The answer must be every line from the entries below that includes "GetInternalAdapterInfoCommand".

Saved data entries
+--
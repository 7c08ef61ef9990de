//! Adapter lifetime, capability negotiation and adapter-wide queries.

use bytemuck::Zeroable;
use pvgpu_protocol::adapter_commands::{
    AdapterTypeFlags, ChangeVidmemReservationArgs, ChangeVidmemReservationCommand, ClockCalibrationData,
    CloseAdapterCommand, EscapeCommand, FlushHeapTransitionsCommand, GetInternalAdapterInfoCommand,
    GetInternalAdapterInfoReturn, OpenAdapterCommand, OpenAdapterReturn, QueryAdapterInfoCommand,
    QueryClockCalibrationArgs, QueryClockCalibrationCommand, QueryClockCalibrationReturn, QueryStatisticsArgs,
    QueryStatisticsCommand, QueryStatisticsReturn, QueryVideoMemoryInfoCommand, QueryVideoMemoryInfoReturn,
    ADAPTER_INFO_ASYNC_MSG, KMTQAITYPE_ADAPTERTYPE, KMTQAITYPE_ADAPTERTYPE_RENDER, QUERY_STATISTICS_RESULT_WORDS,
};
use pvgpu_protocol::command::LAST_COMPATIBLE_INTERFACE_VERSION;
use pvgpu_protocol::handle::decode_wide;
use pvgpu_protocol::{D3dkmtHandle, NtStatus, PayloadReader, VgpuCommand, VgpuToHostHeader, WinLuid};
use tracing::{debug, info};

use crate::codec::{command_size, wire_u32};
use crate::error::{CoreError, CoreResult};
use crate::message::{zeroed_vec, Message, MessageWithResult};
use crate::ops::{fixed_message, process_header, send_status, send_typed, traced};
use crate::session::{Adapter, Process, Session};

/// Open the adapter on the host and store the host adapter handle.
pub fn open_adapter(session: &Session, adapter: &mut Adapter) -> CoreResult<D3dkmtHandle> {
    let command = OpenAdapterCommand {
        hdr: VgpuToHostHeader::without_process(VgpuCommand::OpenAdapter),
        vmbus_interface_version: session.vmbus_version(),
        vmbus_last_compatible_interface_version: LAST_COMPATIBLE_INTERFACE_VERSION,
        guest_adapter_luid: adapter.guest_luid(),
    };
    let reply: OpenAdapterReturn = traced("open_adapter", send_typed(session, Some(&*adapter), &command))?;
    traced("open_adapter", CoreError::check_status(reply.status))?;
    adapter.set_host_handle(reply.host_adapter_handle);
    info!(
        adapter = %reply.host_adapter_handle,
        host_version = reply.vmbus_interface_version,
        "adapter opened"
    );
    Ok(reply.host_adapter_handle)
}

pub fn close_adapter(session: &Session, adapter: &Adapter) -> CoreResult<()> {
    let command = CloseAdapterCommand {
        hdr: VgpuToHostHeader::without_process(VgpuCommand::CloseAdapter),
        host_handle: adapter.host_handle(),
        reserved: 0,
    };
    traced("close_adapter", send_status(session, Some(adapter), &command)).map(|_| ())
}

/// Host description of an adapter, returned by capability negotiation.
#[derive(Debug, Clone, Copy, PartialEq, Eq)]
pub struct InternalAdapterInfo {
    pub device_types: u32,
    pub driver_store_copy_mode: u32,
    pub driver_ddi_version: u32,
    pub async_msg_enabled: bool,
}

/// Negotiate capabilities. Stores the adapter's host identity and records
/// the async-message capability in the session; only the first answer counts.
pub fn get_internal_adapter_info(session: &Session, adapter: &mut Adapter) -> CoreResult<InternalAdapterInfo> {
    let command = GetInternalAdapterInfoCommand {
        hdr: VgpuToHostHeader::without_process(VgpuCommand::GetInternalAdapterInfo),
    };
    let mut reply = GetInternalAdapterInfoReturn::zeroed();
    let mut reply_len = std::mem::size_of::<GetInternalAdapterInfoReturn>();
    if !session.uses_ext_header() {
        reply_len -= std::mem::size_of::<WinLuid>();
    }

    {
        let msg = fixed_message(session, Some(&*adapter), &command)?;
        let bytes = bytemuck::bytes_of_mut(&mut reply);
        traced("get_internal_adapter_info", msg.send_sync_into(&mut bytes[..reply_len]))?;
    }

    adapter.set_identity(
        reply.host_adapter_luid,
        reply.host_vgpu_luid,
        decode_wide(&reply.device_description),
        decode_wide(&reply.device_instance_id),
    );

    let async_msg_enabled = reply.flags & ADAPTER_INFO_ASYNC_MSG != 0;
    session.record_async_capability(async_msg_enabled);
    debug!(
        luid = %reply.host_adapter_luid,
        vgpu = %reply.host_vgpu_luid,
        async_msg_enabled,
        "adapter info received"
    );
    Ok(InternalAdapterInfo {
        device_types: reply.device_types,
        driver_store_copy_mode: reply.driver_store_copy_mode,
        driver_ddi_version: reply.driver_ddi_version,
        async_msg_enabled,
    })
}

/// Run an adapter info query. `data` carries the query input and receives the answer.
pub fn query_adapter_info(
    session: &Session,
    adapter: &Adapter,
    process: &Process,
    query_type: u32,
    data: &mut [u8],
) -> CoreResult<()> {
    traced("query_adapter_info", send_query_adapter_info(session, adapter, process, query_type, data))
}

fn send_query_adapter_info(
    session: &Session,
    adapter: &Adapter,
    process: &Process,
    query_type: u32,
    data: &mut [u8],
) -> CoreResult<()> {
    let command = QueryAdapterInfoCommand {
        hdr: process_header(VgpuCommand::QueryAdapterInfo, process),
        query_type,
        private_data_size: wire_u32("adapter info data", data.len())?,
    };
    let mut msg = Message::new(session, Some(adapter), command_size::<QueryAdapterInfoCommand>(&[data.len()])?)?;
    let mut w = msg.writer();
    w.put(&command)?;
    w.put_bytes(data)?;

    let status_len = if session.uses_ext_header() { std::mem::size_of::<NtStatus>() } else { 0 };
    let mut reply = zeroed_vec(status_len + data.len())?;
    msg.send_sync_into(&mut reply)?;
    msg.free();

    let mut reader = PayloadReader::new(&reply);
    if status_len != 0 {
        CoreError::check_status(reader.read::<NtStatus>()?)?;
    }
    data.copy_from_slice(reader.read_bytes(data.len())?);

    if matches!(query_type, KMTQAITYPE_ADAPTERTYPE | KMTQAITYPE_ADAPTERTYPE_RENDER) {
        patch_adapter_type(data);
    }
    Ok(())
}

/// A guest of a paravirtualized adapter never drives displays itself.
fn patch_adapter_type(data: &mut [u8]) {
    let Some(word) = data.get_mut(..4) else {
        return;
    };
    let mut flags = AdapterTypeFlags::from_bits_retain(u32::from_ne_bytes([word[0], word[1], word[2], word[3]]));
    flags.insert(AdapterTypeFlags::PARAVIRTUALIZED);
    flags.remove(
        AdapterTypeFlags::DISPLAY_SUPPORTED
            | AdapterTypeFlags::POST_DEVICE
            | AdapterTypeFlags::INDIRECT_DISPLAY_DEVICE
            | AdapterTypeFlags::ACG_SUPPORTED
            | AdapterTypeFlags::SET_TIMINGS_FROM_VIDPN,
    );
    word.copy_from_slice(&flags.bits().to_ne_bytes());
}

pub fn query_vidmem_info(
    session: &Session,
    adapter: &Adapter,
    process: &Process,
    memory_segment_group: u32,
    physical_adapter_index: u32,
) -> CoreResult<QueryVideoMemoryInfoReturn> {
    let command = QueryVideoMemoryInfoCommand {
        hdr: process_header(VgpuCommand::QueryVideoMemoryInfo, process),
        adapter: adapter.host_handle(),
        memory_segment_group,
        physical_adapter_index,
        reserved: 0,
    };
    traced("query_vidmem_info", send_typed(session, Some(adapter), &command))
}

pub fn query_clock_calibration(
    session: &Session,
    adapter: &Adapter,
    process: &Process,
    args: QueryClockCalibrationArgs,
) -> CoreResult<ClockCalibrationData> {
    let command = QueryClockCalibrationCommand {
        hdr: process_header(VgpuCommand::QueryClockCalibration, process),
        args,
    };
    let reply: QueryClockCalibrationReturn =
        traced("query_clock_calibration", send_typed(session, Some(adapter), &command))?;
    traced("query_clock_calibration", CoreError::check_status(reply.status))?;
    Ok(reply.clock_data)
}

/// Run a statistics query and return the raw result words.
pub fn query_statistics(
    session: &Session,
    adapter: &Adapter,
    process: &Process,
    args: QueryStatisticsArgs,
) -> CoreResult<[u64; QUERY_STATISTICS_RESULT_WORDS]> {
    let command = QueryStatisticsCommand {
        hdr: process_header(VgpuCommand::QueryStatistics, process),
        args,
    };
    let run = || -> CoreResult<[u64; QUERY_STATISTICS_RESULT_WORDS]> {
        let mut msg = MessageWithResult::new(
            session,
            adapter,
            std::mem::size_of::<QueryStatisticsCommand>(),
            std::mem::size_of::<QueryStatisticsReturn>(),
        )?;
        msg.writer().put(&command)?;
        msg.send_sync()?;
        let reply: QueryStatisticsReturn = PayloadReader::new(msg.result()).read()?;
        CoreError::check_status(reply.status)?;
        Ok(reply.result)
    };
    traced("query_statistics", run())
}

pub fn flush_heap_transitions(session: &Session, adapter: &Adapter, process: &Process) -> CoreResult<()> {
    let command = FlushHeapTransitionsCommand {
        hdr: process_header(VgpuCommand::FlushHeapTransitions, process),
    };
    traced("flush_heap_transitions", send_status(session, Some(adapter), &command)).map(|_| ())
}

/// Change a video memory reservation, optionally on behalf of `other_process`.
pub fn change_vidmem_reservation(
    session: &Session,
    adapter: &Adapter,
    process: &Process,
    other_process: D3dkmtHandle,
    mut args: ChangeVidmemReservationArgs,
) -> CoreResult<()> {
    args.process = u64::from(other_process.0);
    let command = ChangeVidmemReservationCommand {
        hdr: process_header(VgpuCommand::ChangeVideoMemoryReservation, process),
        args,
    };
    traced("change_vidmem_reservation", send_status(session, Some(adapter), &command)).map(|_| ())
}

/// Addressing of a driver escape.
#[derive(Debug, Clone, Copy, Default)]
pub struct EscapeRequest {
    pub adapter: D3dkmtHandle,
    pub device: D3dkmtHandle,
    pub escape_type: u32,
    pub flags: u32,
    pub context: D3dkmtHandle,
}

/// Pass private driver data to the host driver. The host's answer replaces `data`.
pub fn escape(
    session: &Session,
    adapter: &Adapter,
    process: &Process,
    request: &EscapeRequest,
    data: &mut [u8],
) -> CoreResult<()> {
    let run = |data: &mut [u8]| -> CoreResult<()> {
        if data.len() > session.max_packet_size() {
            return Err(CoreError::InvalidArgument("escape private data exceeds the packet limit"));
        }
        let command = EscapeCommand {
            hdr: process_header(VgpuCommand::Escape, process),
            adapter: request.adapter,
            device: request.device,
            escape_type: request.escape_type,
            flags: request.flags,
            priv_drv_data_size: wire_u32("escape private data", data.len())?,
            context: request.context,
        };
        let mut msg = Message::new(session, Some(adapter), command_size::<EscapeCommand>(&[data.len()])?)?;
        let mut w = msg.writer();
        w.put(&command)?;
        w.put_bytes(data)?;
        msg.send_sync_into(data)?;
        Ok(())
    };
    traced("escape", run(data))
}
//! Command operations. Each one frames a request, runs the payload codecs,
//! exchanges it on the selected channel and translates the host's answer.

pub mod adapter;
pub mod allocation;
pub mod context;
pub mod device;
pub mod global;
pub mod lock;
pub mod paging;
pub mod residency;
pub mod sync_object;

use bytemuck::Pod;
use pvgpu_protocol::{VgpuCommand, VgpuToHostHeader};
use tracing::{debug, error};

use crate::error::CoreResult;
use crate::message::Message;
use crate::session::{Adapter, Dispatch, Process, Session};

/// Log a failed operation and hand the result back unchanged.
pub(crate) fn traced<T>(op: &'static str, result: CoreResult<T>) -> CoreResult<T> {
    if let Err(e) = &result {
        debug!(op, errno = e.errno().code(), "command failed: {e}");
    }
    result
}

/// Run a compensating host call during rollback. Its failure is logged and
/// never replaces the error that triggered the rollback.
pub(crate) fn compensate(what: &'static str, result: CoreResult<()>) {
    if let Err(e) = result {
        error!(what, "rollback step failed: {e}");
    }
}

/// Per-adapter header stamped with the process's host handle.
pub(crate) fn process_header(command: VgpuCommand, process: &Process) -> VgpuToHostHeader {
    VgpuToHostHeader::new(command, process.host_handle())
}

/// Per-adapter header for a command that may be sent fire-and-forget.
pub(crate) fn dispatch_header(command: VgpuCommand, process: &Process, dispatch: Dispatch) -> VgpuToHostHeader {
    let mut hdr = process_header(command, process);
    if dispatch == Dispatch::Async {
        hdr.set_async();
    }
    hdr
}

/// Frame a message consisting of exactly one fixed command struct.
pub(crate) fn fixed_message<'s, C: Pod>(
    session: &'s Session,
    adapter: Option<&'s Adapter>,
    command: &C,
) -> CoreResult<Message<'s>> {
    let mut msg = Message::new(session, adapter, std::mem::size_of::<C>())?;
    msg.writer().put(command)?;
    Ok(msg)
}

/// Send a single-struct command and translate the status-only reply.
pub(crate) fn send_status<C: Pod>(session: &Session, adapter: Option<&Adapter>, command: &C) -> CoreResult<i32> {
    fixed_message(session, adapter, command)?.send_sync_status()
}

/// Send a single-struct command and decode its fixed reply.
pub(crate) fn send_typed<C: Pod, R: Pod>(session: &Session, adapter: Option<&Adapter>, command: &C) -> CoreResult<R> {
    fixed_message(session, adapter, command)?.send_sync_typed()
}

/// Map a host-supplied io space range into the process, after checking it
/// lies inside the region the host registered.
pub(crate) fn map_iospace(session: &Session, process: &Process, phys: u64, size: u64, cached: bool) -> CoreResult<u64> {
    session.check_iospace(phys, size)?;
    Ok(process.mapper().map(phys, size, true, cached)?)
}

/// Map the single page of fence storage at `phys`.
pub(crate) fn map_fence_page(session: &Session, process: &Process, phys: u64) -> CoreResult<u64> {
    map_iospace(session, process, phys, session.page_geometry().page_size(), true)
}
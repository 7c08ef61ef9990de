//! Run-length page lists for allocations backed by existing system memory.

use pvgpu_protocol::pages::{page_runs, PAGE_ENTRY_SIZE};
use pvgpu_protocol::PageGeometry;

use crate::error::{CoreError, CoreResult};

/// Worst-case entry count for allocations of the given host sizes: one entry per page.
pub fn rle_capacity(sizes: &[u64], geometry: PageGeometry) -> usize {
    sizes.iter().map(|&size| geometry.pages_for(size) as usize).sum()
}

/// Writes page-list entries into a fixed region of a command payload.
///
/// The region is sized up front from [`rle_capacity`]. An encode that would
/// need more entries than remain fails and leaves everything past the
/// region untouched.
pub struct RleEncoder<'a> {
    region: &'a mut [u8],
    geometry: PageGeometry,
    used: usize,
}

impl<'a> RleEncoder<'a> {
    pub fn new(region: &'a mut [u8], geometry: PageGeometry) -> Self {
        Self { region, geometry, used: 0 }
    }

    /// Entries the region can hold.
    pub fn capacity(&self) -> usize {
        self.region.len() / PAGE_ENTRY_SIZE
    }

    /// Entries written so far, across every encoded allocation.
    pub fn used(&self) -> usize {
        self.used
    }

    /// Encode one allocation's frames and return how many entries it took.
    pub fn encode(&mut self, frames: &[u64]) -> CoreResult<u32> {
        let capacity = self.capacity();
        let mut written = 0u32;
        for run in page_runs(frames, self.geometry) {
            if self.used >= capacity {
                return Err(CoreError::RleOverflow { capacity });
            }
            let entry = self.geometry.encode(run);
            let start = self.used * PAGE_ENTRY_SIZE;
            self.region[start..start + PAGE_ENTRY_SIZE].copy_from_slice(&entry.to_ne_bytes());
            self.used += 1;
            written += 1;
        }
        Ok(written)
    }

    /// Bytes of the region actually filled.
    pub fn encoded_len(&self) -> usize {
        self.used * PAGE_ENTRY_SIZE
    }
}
+--
Solution to this exercise:
    CloseAdapterCommand, EscapeCommand, FlushHeapTransitionsCommand, GetInternalAdapterInfoCommand,
    let command = GetInternalAdapterInfoCommand {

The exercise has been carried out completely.